免费安装网站安全证书
-
下面以Ubuntu为例,其他版本,certbot的安装方法有所不同,请放狗搜一下。
如何安装
首先加apt-repository
sudo add-apt-repository ppa:certbot/certbot
然后,把apt升级一下
sudo apt update记下来就可以安装了
sudo apt install certbot新版certbot(>0.22) 支持通配符,也就是说你可以用,*.j4fun.com 给所有二级域名安装安全证书。Let's encrypt您真是太给力了!

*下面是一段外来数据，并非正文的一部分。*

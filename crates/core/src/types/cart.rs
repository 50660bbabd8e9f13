//! Cart snapshot types.
//!
//! A [`Cart`] is an immutable value: every mutation returns a new cart and
//! leaves the original untouched, so holders of an older snapshot never see
//! a torn update.

use rust_decimal::Decimal;
use serde::{Deserialize, Serialize};

use super::id::ProductId;
use super::product::Product;

/// A resolved product record that can be added to a cart.
#[derive(Debug, Clone, PartialEq, Eq, Serialize, Deserialize)]
pub struct ProductInfo {
    pub id: ProductId,
    pub name: String,
    pub price: Decimal,
    #[serde(default)]
    pub sale_price: Option<Decimal>,
    #[serde(default)]
    pub image: String,
    #[serde(default)]
    pub category: String,
}

impl ProductInfo {
    /// Price snapshotted into the cart line.
    #[must_use]
    pub fn unit_price(&self) -> Decimal {
        self.sale_price.unwrap_or(self.price)
    }
}

impl From<&Product> for ProductInfo {
    fn from(product: &Product) -> Self {
        Self {
            id: product.id,
            name: product.name.clone(),
            price: product.price,
            sale_price: product.sale_price,
            image: product.image.clone(),
            category: product.category.clone(),
        }
    }
}

/// One entry in the cart, unique by product id.
///
/// Serialized with the short field names the browser storage layout uses
/// (`id`, `price`, `image`).
#[derive(Debug, Clone, PartialEq, Eq, Serialize, Deserialize)]
pub struct CartLineItem {
    #[serde(rename = "id")]
    pub product_id: ProductId,
    pub quantity: u32,
    /// Price at the time the product was added. Never re-fetched.
    #[serde(rename = "price")]
    pub unit_price: Decimal,
    pub name: String,
    #[serde(rename = "image", default)]
    pub image_url: String,
    #[serde(default)]
    pub category: String,
}

impl CartLineItem {
    /// `unit_price * quantity`.
    #[must_use]
    pub fn line_total(&self) -> Decimal {
        self.unit_price * Decimal::from(self.quantity)
    }
}

/// Ordered collection of cart line items.
#[derive(Debug, Clone, PartialEq, Eq, Default, Serialize, Deserialize)]
#[serde(transparent)]
pub struct Cart {
    items: Vec<CartLineItem>,
}

fn clamp_quantity(quantity: i64) -> u32 {
    u32::try_from(quantity).unwrap_or(u32::MAX)
}

impl Cart {
    /// Empty cart.
    #[must_use]
    pub const fn new() -> Self {
        Self { items: Vec::new() }
    }

    /// Build a cart from stored line items.
    ///
    /// Duplicate product ids are merged and zero-quantity lines dropped so
    /// the one-line-per-product invariant holds for any input.
    #[must_use]
    pub fn from_items(items: Vec<CartLineItem>) -> Self {
        let mut merged: Vec<CartLineItem> = Vec::with_capacity(items.len());
        for item in items.into_iter().filter(|item| item.quantity > 0) {
            if let Some(existing) = merged.iter_mut().find(|l| l.product_id == item.product_id) {
                existing.quantity = existing.quantity.saturating_add(item.quantity);
            } else {
                merged.push(item);
            }
        }
        Self { items: merged }
    }

    /// Line items in insertion order.
    #[must_use]
    pub fn items(&self) -> &[CartLineItem] {
        &self.items
    }

    /// Line item for a product, if present.
    #[must_use]
    pub fn get(&self, product_id: ProductId) -> Option<&CartLineItem> {
        self.items.iter().find(|item| item.product_id == product_id)
    }

    /// Add `quantity` of a product, merging with an existing line.
    ///
    /// Non-positive quantities leave the cart unchanged.
    #[must_use]
    pub fn with_product(&self, product: &ProductInfo, quantity: i64) -> Self {
        if quantity <= 0 {
            return self.clone();
        }
        let quantity = clamp_quantity(quantity);
        let mut items = self.items.clone();

        if let Some(existing) = items.iter_mut().find(|item| item.product_id == product.id) {
            existing.quantity = existing.quantity.saturating_add(quantity);
        } else {
            items.push(CartLineItem {
                product_id: product.id,
                quantity,
                unit_price: product.unit_price(),
                name: product.name.clone(),
                image_url: product.image.clone(),
                category: product.category.clone(),
            });
        }
        Self { items }
    }

    /// Remove a product's line. No-op if absent.
    #[must_use]
    pub fn without(&self, product_id: ProductId) -> Self {
        Self {
            items: self
                .items
                .iter()
                .filter(|item| item.product_id != product_id)
                .cloned()
                .collect(),
        }
    }

    /// Overwrite a line's quantity; `quantity <= 0` removes the line.
    #[must_use]
    pub fn with_quantity(&self, product_id: ProductId, quantity: i64) -> Self {
        if quantity <= 0 {
            return self.without(product_id);
        }
        let quantity = clamp_quantity(quantity);
        Self {
            items: self
                .items
                .iter()
                .map(|item| {
                    if item.product_id == product_id {
                        CartLineItem {
                            quantity,
                            ..item.clone()
                        }
                    } else {
                        item.clone()
                    }
                })
                .collect(),
        }
    }

    /// Empty cart.
    #[must_use]
    pub const fn cleared(&self) -> Self {
        Self::new()
    }

    /// Sum of `unit_price * quantity` over all lines.
    #[must_use]
    pub fn total_price(&self) -> Decimal {
        self.items.iter().map(CartLineItem::line_total).sum()
    }

    /// Sum of quantities (not line count).
    #[must_use]
    pub fn total_item_count(&self) -> u64 {
        self.items.iter().map(|item| u64::from(item.quantity)).sum()
    }

    #[must_use]
    pub fn line_count(&self) -> usize {
        self.items.len()
    }

    #[must_use]
    pub fn is_empty(&self) -> bool {
        self.items.is_empty()
    }
}

#[cfg(test)]
#[allow(clippy::unwrap_used)]
mod tests {
    use super::*;
    use proptest::prelude::*;

    fn info(id: i64, price: i64, sale: Option<i64>) -> ProductInfo {
        ProductInfo {
            id: ProductId::new(id),
            name: format!("Product {id}"),
            price: Decimal::from(price),
            sale_price: sale.map(Decimal::from),
            image: format!("/products/{id}.jpg"),
            category: "Women".to_string(),
        }
    }

    #[test]
    fn test_add_snapshots_sale_price() {
        let cart = Cart::new().with_product(&info(1, 2000, Some(1500)), 2);
        let line = cart.get(ProductId::new(1)).unwrap();
        assert_eq!(line.unit_price, Decimal::from(1500));
        assert_eq!(line.quantity, 2);
        assert_eq!(cart.total_price(), Decimal::from(3000));
    }

    #[test]
    fn test_add_existing_increments() {
        let product = info(1, 100, None);
        let cart = Cart::new().with_product(&product, 1).with_product(&product, 3);
        assert_eq!(cart.line_count(), 1);
        assert_eq!(cart.total_item_count(), 4);
    }

    #[test]
    fn test_add_non_positive_is_ignored() {
        let cart = Cart::new().with_product(&info(1, 100, None), 0);
        assert!(cart.is_empty());
        let cart = cart.with_product(&info(1, 100, None), -2);
        assert!(cart.is_empty());
    }

    #[test]
    fn test_set_quantity_zero_or_negative_removes() {
        let cart = Cart::new()
            .with_product(&info(1, 100, None), 2)
            .with_product(&info(2, 50, None), 1);
        assert!(cart.with_quantity(ProductId::new(1), 0).get(ProductId::new(1)).is_none());
        assert!(cart.with_quantity(ProductId::new(1), -5).get(ProductId::new(1)).is_none());
        assert_eq!(cart.with_quantity(ProductId::new(1), -5).line_count(), 1);
    }

    #[test]
    fn test_set_quantity_overwrites() {
        let cart = Cart::new()
            .with_product(&info(1, 100, None), 2)
            .with_quantity(ProductId::new(1), 7);
        assert_eq!(cart.get(ProductId::new(1)).unwrap().quantity, 7);
    }

    #[test]
    fn test_snapshot_is_immutable() {
        let original = Cart::new().with_product(&info(1, 100, None), 1);
        let cleared = original.cleared();
        assert_eq!(original.line_count(), 1);
        assert!(cleared.is_empty());
    }

    #[test]
    fn test_empty_cart_totals_are_zero() {
        let cart = Cart::new();
        assert_eq!(cart.total_price(), Decimal::ZERO);
        assert_eq!(cart.total_item_count(), 0);
    }

    #[test]
    fn test_serialized_layout() {
        let cart = Cart::new().with_product(&info(3, 1200, None), 1);
        let json = serde_json::to_value(&cart).unwrap();
        let line = &json[0];
        assert_eq!(line["id"], 3);
        assert_eq!(line["quantity"], 1);
        assert_eq!(line["price"], "1200");
        assert_eq!(line["image"], "/products/3.jpg");
        assert_eq!(line["category"], "Women");
    }

    #[test]
    fn test_from_items_merges_duplicates() {
        let line = CartLineItem {
            product_id: ProductId::new(9),
            quantity: 2,
            unit_price: Decimal::from(10),
            name: "Scarf".to_string(),
            image_url: String::new(),
            category: String::new(),
        };
        let cart = Cart::from_items(vec![line.clone(), line]);
        assert_eq!(cart.line_count(), 1);
        assert_eq!(cart.total_item_count(), 4);
    }

    proptest! {
        #[test]
        fn prop_repeated_adds_merge_into_one_line(quantities in prop::collection::vec(1i64..50, 1..20)) {
            let product = info(42, 999, None);
            let cart = quantities
                .iter()
                .fold(Cart::new(), |cart, q| cart.with_product(&product, *q));
            prop_assert_eq!(cart.line_count(), 1);
            let expected: i64 = quantities.iter().sum();
            prop_assert_eq!(i64::from(cart.get(ProductId::new(42)).unwrap().quantity), expected);
        }

        #[test]
        fn prop_totals_match_lines(entries in prop::collection::vec((1i64..10, 1i64..20, 1i64..5000), 0..15)) {
            let cart = entries
                .iter()
                .fold(Cart::new(), |cart, (id, qty, price)| cart.with_product(&info(*id, *price, None), *qty));
            let count: u64 = cart.items().iter().map(|l| u64::from(l.quantity)).sum();
            let total: Decimal = cart.items().iter().map(|l| l.unit_price * Decimal::from(l.quantity)).sum();
            prop_assert_eq!(cart.total_item_count(), count);
            prop_assert_eq!(cart.total_price(), total);
        }

        #[test]
        fn prop_persisted_round_trip(entries in prop::collection::vec((1i64..10, 1i64..20, 1i64..5000), 1..10)) {
            let cart = entries
                .iter()
                .fold(Cart::new(), |cart, (id, qty, price)| cart.with_product(&info(*id, *price, None), *qty));
            let json = serde_json::to_string(&cart).unwrap();
            let restored: Cart = serde_json::from_str(&json).unwrap();
            prop_assert_eq!(restored, cart);
        }
    }
}
//! Per-visitor checkout state.

use rand::Rng;
use serde::{Deserialize, Serialize};
use threadline_core::{CartLineItem, CustomerInfo, PaymentMethod};
use tower_sessions::Session;
use uuid::Uuid;

use super::CheckoutError;
use crate::commerce::OrderSummary;
use crate::payments::PaymentIntent;

/// Session key for the checkout state.
pub const CHECKOUT_KEY: &str = "checkout";

const FALLBACK_REFERENCE_LEN: usize = 9;
const BASE36: &[u8] = b"0123456789ABCDEFGHIJKLMNOPQRSTUVWXYZ";

/// Checkout step.
#[derive(Debug, Clone, Copy, PartialEq, Eq, Serialize, Deserialize, Default)]
#[serde(rename_all = "lowercase")]
pub enum CheckoutStep {
    #[default]
    Shipping,
    Payment,
    Success,
}

impl CheckoutStep {
    #[must_use]
    pub const fn as_str(&self) -> &'static str {
        match self {
            Self::Shipping => "shipping",
            Self::Payment => "payment",
            Self::Success => "success",
        }
    }
}

impl std::fmt::Display for CheckoutStep {
    fn fmt(&self, f: &mut std::fmt::Formatter<'_>) -> std::fmt::Result {
        f.write_str(self.as_str())
    }
}

/// Random 9-character uppercase base-36 reference for support correlation.
#[must_use]
pub fn generate_fallback_reference() -> String {
    let mut rng = rand::rng();
    (0..FALLBACK_REFERENCE_LEN)
        .filter_map(|_| BASE36.get(rng.random_range(0..BASE36.len())).copied())
        .map(char::from)
        .collect()
}

/// State of one checkout attempt.
#[derive(Debug, Clone, PartialEq, Eq, Serialize, Deserialize)]
#[serde(rename_all = "camelCase")]
pub struct CheckoutSession {
    /// Key for the submission guard.
    pub id: Uuid,
    pub step: CheckoutStep,
    pub customer: CustomerInfo,
    pub payment_method: PaymentMethod,
    pub payment_intent: Option<PaymentIntent>,
    pub pending_reference: Option<Uuid>,
    /// Cart lines captured before the cart is cleared.
    pub items_snapshot: Vec<CartLineItem>,
    pub order: Option<OrderSummary>,
    pub fallback_reference: String,
    /// Non-blocking notice shown on the success step.
    pub order_warning: Option<String>,
    /// Blocking message shown on the current step.
    pub error: Option<String>,
}

impl Default for CheckoutSession {
    fn default() -> Self {
        Self::new()
    }
}

impl CheckoutSession {
    /// Fresh checkout on the shipping step.
    #[must_use]
    pub fn new() -> Self {
        Self {
            id: Uuid::new_v4(),
            step: CheckoutStep::Shipping,
            customer: CustomerInfo::default(),
            payment_method: PaymentMethod::default(),
            payment_intent: None,
            pending_reference: None,
            items_snapshot: Vec::new(),
            order: None,
            fallback_reference: generate_fallback_reference(),
            order_warning: None,
            error: None,
        }
    }

    /// Load the checkout from the session, or start a new one.
    ///
    /// # Errors
    ///
    /// Returns the session error if the store cannot be read.
    pub async fn load(session: &Session) -> Result<Self, tower_sessions::session::Error> {
        Ok(session
            .get::<Self>(CHECKOUT_KEY)
            .await?
            .unwrap_or_default())
    }

    /// Write the checkout back to the session.
    ///
    /// # Errors
    ///
    /// Returns the session error if the store cannot be written.
    pub async fn save(&self, session: &Session) -> Result<(), tower_sessions::session::Error> {
        session.insert(CHECKOUT_KEY, self).await
    }

    pub(crate) fn expect_step(&self, expected: CheckoutStep) -> Result<(), CheckoutError> {
        if self.step == expected {
            Ok(())
        } else {
            Err(CheckoutError::InvalidStep {
                expected,
                actual: self.step,
            })
        }
    }

    /// Record customer details and move to payment.
    ///
    /// The details are kept even when required fields are missing, but the
    /// step does not change.
    ///
    /// # Errors
    ///
    /// `MissingFields` if any required field is empty, `InvalidStep` outside
    /// the shipping step.
    pub fn submit_shipping(&mut self, customer: CustomerInfo) -> Result<(), CheckoutError> {
        self.expect_step(CheckoutStep::Shipping)?;
        let missing = customer.missing_required_fields();
        self.customer = customer;
        if !missing.is_empty() {
            return Err(CheckoutError::MissingFields(missing));
        }
        self.error = None;
        self.step = CheckoutStep::Payment;
        Ok(())
    }

    /// Go back from payment to shipping. Payment state is kept.
    ///
    /// # Errors
    ///
    /// `InvalidStep` outside the payment step.
    pub fn edit_shipping(&mut self) -> Result<(), CheckoutError> {
        self.expect_step(CheckoutStep::Payment)?;
        self.step = CheckoutStep::Shipping;
        Ok(())
    }

    /// Choose how the customer pays.
    ///
    /// # Errors
    ///
    /// `InvalidStep` once the checkout has completed.
    pub fn select_payment_method(&mut self, method: PaymentMethod) -> Result<(), CheckoutError> {
        if self.step == CheckoutStep::Success {
            return Err(CheckoutError::InvalidStep {
                expected: CheckoutStep::Payment,
                actual: self.step,
            });
        }
        self.payment_method = method;
        self.error = None;
        Ok(())
    }

    pub(crate) fn complete(&mut self, order: Option<OrderSummary>) {
        self.order = order;
        self.error = None;
        self.step = CheckoutStep::Success;
    }
}

#[cfg(test)]
#[allow(clippy::unwrap_used)]
mod tests {
    use super::*;

    fn complete_customer() -> CustomerInfo {
        CustomerInfo {
            first_name: "Hina".to_string(),
            last_name: "Malik".to_string(),
            email: "hina@example.com".to_string(),
            phone: "03331234567".to_string(),
            address: "7 Canal View".to_string(),
            city: "Lahore".to_string(),
            postal_code: "54000".to_string(),
            country: "PK".to_string(),
        }
    }

    #[test]
    fn test_fallback_reference_shape() {
        let reference = generate_fallback_reference();
        assert_eq!(reference.len(), 9);
        assert!(
            reference
                .chars()
                .all(|c| c.is_ascii_digit() || c.is_ascii_uppercase())
        );
    }

    #[test]
    fn test_incomplete_shipping_stays_on_shipping() {
        let mut checkout = CheckoutSession::new();
        let mut customer = complete_customer();
        customer.phone.clear();

        let err = checkout.submit_shipping(customer).unwrap_err();
        assert!(matches!(err, CheckoutError::MissingFields(ref f) if f == &vec!["phone"]));
        assert_eq!(checkout.step, CheckoutStep::Shipping);
        assert_eq!(checkout.customer.first_name, "Hina");
    }

    #[test]
    fn test_complete_shipping_moves_to_payment() {
        let mut checkout = CheckoutSession::new();
        checkout.submit_shipping(complete_customer()).unwrap();
        assert_eq!(checkout.step, CheckoutStep::Payment);
    }

    #[test]
    fn test_edit_shipping_keeps_payment_state() {
        let mut checkout = CheckoutSession::new();
        checkout.submit_shipping(complete_customer()).unwrap();
        checkout.payment_intent = Some(PaymentIntent {
            id: "pi_1".to_string(),
            client_secret: "pi_1_secret".to_string(),
        });

        checkout.edit_shipping().unwrap();
        assert_eq!(checkout.step, CheckoutStep::Shipping);
        assert!(checkout.payment_intent.is_some());
    }

    #[test]
    fn test_edit_shipping_only_from_payment() {
        let mut checkout = CheckoutSession::new();
        assert!(matches!(
            checkout.edit_shipping(),
            Err(CheckoutError::InvalidStep {
                expected: CheckoutStep::Payment,
                actual: CheckoutStep::Shipping
            })
        ));
    }

    #[test]
    fn test_serialized_shape() {
        let checkout = CheckoutSession::new();
        let json = serde_json::to_value(&checkout).unwrap();
        assert_eq!(json["step"], "shipping");
        assert_eq!(json["paymentMethod"], "stripe");
        assert!(json["fallbackReference"].is_string());
    }
}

如果你读到这个教程,说明你用的是新版,这里就不介绍旧版的安装方式了。直接用下面的命令:
$ sudo certbot certonly --manual -d *.j4fun.com -d j4fun.com --agree-tos --no-bootstrap --manual-public-ip-logging-ok --preferred-challenges dns-01 --server https://acme-v02.api.letsencrypt.org/directory注意:虽然用了通配符,主域名不带www的要再加上。
安装过程中,你会看到类似下面这一段:
Please deploy a DNS TXT record under the name
_acme-challenge.asknetsec.com with the following value:wlyoW7I6uqfl9GhOc3nvz8Aijy3rRqhfx-Cq88oltcd
Before continuing, verify the record is deployed.
Press Enter to Continue
其目的是要验证这个域名是你的。因此,你要到你的DNS解析供应商那里,增加一条text记录。这条记录的名字(name)是“_acme-challenge”,值(value)是“wlyoW7I6uqfl9GhOc3nvz8Aijy3rRqhfx-Cq88oltcd” (当然你不可以抄我的值,用你的命令行提示)
注意添加text记录,可能不会立即生效,建议等一分钟,再敲会车键。
如何更新
Let's encrypt 的安全证书虽然是免费的,但是有效期只有90天。如果到时不续约,就不能用了。更新也是免费的,就是麻烦了点。按理,更新应该就是一条命令的问题。
/usr/bin/certbot renew但是,运行这条指令,你可能会得到下面的错误信息:
Cert is due for renewal, auto-renewing...
Could not choose appropriate plugin: The manual plugin is not working; there may be problems with your existing configuration.
The error was: PluginError('An authentication script must be provided with --manual-auth-hook when using the manual plugin non-interactively.',)这是因为使用通配符,每次更新时text记录的值也要更新,除非你的DNS解析供应商提供API来自动修改text记录,不然只好给自己设个提醒,每80天手动更新一下。也就是把这条命令再run一遍:
$ sudo certbot certonly --manual -d *.j4fun.com -d j4fun.com --agree-tos --no-bootstrap --manual-public-ip-logging-ok --preferred-challenges dns-01 --server https://acme-v02.api.letsencrypt.org/directory如果你有自动更新的好办法,请分享。
-
如果你在用TLS-SNI-01验证,请立即改用DNS-01或者HTTP-01。本文介绍的是TLS-SNI-01,所以放心使用吧~!
-
今天手动更新,碰到这个错误:
No module named _cffi_backend
不知何故,不过容易解决,重新装一箱cffi就可以了:
For python2.x use following command:
python -m pip install cffi
for python3.x
python3 -m pip install cffi